REQUIRED WORK -
For the material below, output exactly the span from the line with "let cropped = result.model_dspec.slice(s![..rows, ..cols]);" to the line with "Keep only the", including both, and nothing besides.

# # # # #

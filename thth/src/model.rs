//! Rank-1 theta-theta model of a secondary spectrum.
//!
//! The reduced theta-theta matrix is approximated by its dominant eigenpair,
//! mapped back onto delay/Doppler bins with the conjugate fold, and inverse
//! transformed into a model dynamic spectrum.

use nalgebra::DMatrix;
use ndarray::{s, Array1, Array2, ArrayView1, ArrayView2};
use num_complex::Complex64;
use thiserror::Error;

use crate::eigen::{dominant_eigenpair, DominantEigenpair, EigenError};
use crate::fft::{ifft2, ifftshift};
use crate::mapping::{inverse_map, reduced_map, MappingError, ReducedThetaTheta};
use crate::spectra::{DynamicSpectrum, SecondarySpectrum, SpectralAxes};
use crate::units::Curvature;

/// Errors from building a theta-theta model
#[derive(Error, Debug, Clone, PartialEq)]
pub enum ModelError {
    #[error(transparent)]
    Mapping(#[from] MappingError),

    #[error(transparent)]
    Eigen(#[from] EigenError),

    #[error("Mask shape {mask:?} does not match data shape {data:?}")]
    MaskShape {
        mask: (usize, usize),
        data: (usize, usize),
    },

    #[error("Model {model:?} is smaller than the data {data:?}")]
    ModelTooSmall {
        model: (usize, usize),
        data: (usize, usize),
    },

    #[error("SVD failed: {0}")]
    Svd(String),
}

/// Everything produced by one rank-1 model evaluation.
#[derive(Debug, Clone)]
pub struct ThetaThetaModel {
    /// Reduced theta-theta matrix of the data
    pub thth_reduced: Array2<Complex64>,
    /// `|w| V V^H` over the same bins
    pub thth_model: Array2<Complex64>,
    /// Model secondary spectrum on the target axes, `[tau, fd]`
    pub recovered: Array2<Complex64>,
    /// Real part of the inverse transform of `recovered`
    pub model_dspec: Array2<f64>,
    /// Edges of the reduced bins
    pub edges_reduced: Array1<f64>,
    pub eigenpair: DominantEigenpair,
}

/// `|w| V V^H`
pub fn rank_one(pair: &DominantEigenpair) -> Array2<Complex64> {
    let n = pair.vector.len();
    let scale = pair.magnitude();
    Array2::from_shape_fn((n, n), |(i, j)| pair.vector[i] * pair.vector[j].conj() * scale)
}

/// Model an already reduced theta-theta matrix onto `target` axes.
pub fn model_reduced(
    reduced: ReducedThetaTheta,
    target: &SpectralAxes,
    eta: Curvature,
) -> Result<ThetaThetaModel, ModelError> {
    let eigenpair = dominant_eigenpair(reduced.thth.view())?;
    let thth_model = rank_one(&eigenpair);

    let recovered = inverse_map(thth_model.view(), target, eta, reduced.edges.view(), true)?;
    let model_dspec = ifft2(&ifftshift(&recovered)).mapv(|v| v.re);

    Ok(ThetaThetaModel {
        thth_reduced: reduced.thth,
        thth_model,
        recovered,
        model_dspec,
        edges_reduced: reduced.edges,
        eigenpair,
    })
}

/// Rank-1 model of `ss` at curvature `eta`.
///
/// The model secondary spectrum is built on `target` when given (for example
/// a finer grid), otherwise on the axes of `ss`.
pub fn model(
    ss: &SecondarySpectrum,
    eta: Curvature,
    edges: ArrayView1<f64>,
    target: Option<&SpectralAxes>,
) -> Result<ThetaThetaModel, ModelError> {
    let reduced = reduced_map(ss, eta, edges)?;
    model_reduced(reduced, target.unwrap_or(&ss.axes), eta)
}

/// `|w|` of the dominant eigenpair of the reduced theta-theta matrix, the
/// figure of merit maximized by the curvature search.
pub fn dominant_eigenvalue(
    ss: &SecondarySpectrum,
    eta: Curvature,
    edges: ArrayView1<f64>,
) -> Result<f64, ModelError> {
    let reduced = reduced_map(ss, eta, edges)?;
    Ok(dominant_eigenpair(reduced.thth.view())?.magnitude())
}

/// Chi-square of the rank-1 model against the data it was built from.
///
/// The model dynamic spectrum is cropped to the data shape and
/// `sum((model - data)[mask]^2) / n` is returned.
pub fn chi_square(
    dspec: &DynamicSpectrum,
    ss: &SecondarySpectrum,
    eta: Curvature,
    edges: ArrayView1<f64>,
    mask: ArrayView2<bool>,
    n: f64,
) -> Result<f64, ModelError> {
    let data = dspec.data();
    if mask.dim() != data.dim() {
        return Err(ModelError::MaskShape {
            mask: mask.dim(),
            data: data.dim(),
        });
    }

    let result = model(ss, eta, edges, None)?;
    let (rows, cols) = data.dim();
    let (model_rows, model_cols) = result.model_dspec.dim();
    if model_rows < rows || model_cols < cols {
        return Err(ModelError::ModelTooSmall {
            model: result.model_dspec.dim(),
            data: data.dim(),
        });
    }
    let cropped = result.model_dspec.slice(s![..rows, ..cols]);

    let sum: f64 = ndarray::Zip::from(&cropped)
        .and(data)
        .and(&mask)
        .fold(0.0, |acc, &m, &d, &keep| {
            if keep {
                acc + (m - d).powi(2)
            } else {
                acc
            }
        });
    Ok(sum / n)
}

/// Keep only the `n_modes` largest singular values of `matrix`.
pub fn svd_model(matrix: ArrayView2<Complex64>, n_modes: usize) -> Result<Array2<Complex64>, ModelError> {
    let (rows, cols) = matrix.dim();
    let na_matrix = DMatrix::from_fn(rows, cols, |i, j| matrix[[i, j]]);

    let mut svd = na_matrix.svd(true, true);
    for (k, value) in svd.singular_values.iter_mut().enumerate() {
        if k >= n_modes {
            *value = 0.0;
        }
    }
    let recomposed = svd.recompose().map_err(|e| ModelError::Svd(e.to_string()))?;

    Ok(Array2::from_shape_fn((rows, cols), |(i, j)| recomposed[(i, j)]))
}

# # # # #

SOLUTION TO THIS PROBLEM -
    let cropped = result.model_dspec.slice(s![..rows, ..cols]);

    let sum: f64 = ndarray::Zip::from(&cropped)
        .and(data)
        .and(&mask)
        .fold(0.0, |acc, &m, &d, &keep| {
            if keep {
                acc + (m - d).powi(2)
            } else {
                acc
            }
        });
    Ok(sum / n)
}

/// Keep only the `n_modes` largest singular values of `matrix`.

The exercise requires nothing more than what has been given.